Report all lines of the records that contain "classical".

· · · ·

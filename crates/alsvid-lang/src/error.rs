//! Error types for the user-facing crate.

use alsvid_compile::CompileError;
use alsvid_hal::HalError;
use alsvid_ir::{IrError, QubitId};
use thiserror::Error;

/// Errors raised by contexts, registers, and preparation blocks.
#[derive(Debug, Error)]
#[non_exhaustive]
pub enum LangError {
    /// The classical register was queried before any absorb.
    #[error("no measurements available yet in the current classical register")]
    NoMeasurementsAvailable,

    /// Preparation bitstring does not cover the targets.
    #[error("bitstring length {got} does not match target count {expected}")]
    BitstringLength {
        /// Number of targets.
        expected: usize,
        /// Characters in the bitstring.
        got: usize,
    },

    /// Preparation bitstring contains characters outside {0, 1}.
    #[error("bitstring must contain only '0' and '1', got '{0}'")]
    BadBitstring(String),

    /// Amplitude vector length is not a power of two matching the targets.
    #[error("state vector length {got} does not match 2^{qubits} = {expected}")]
    StateLength {
        /// Number of target qubits.
        qubits: usize,
        /// Required amplitude count.
        expected: usize,
        /// Provided amplitude count.
        got: usize,
    },

    /// Amplitude vector cannot be normalized.
    #[error("state vector has zero norm")]
    ZeroNormState,

    /// Uniform preparation asked for qubits outside the target set.
    #[error("qubits {0:?} are not a subset of the preparation targets")]
    NotASubset(Vec<QubitId>),

    /// Instruction-level failure.
    #[error(transparent)]
    Ir(#[from] IrError),

    /// Compilation failure.
    #[error(transparent)]
    Compile(#[from] CompileError),

    /// Configuration or backend failure.
    #[error(transparent)]
    Hal(#[from] HalError),
}

/// Result type for user-facing operations.
pub type LangResult<T> = Result<T, LangError>;
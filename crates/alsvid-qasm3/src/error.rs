//! Error types for QASM emission.

use alsvid_ir::Symbol;
use thiserror::Error;

/// Errors raised while emitting OpenQASM 3.0.
#[derive(Debug, Error)]
#[non_exhaustive]
pub enum EmitError {
    /// The symbol has no QASM mnemonic.
    #[error("unrecognized instruction '{0}'")]
    UnknownInstruction(Symbol),

    /// The instruction cannot be rendered as written.
    #[error("malformed instruction '{symbol}': {cause}")]
    MalformedInstruction {
        /// Symbol of the offending instruction.
        symbol: Symbol,
        /// What is missing or inconsistent.
        cause: String,
    },

    /// Writing the program file failed.
    #[error("could not write QASM program: {0}")]
    Io(#[from] std::io::Error),
}

/// Result type for emission.
pub type EmitResult<T> = Result<T, EmitError>;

· · · ·

▶ [Exercise output]
    /// The classical register was queried before any absorb.
    #[error("no measurements available yet in the current classical register")]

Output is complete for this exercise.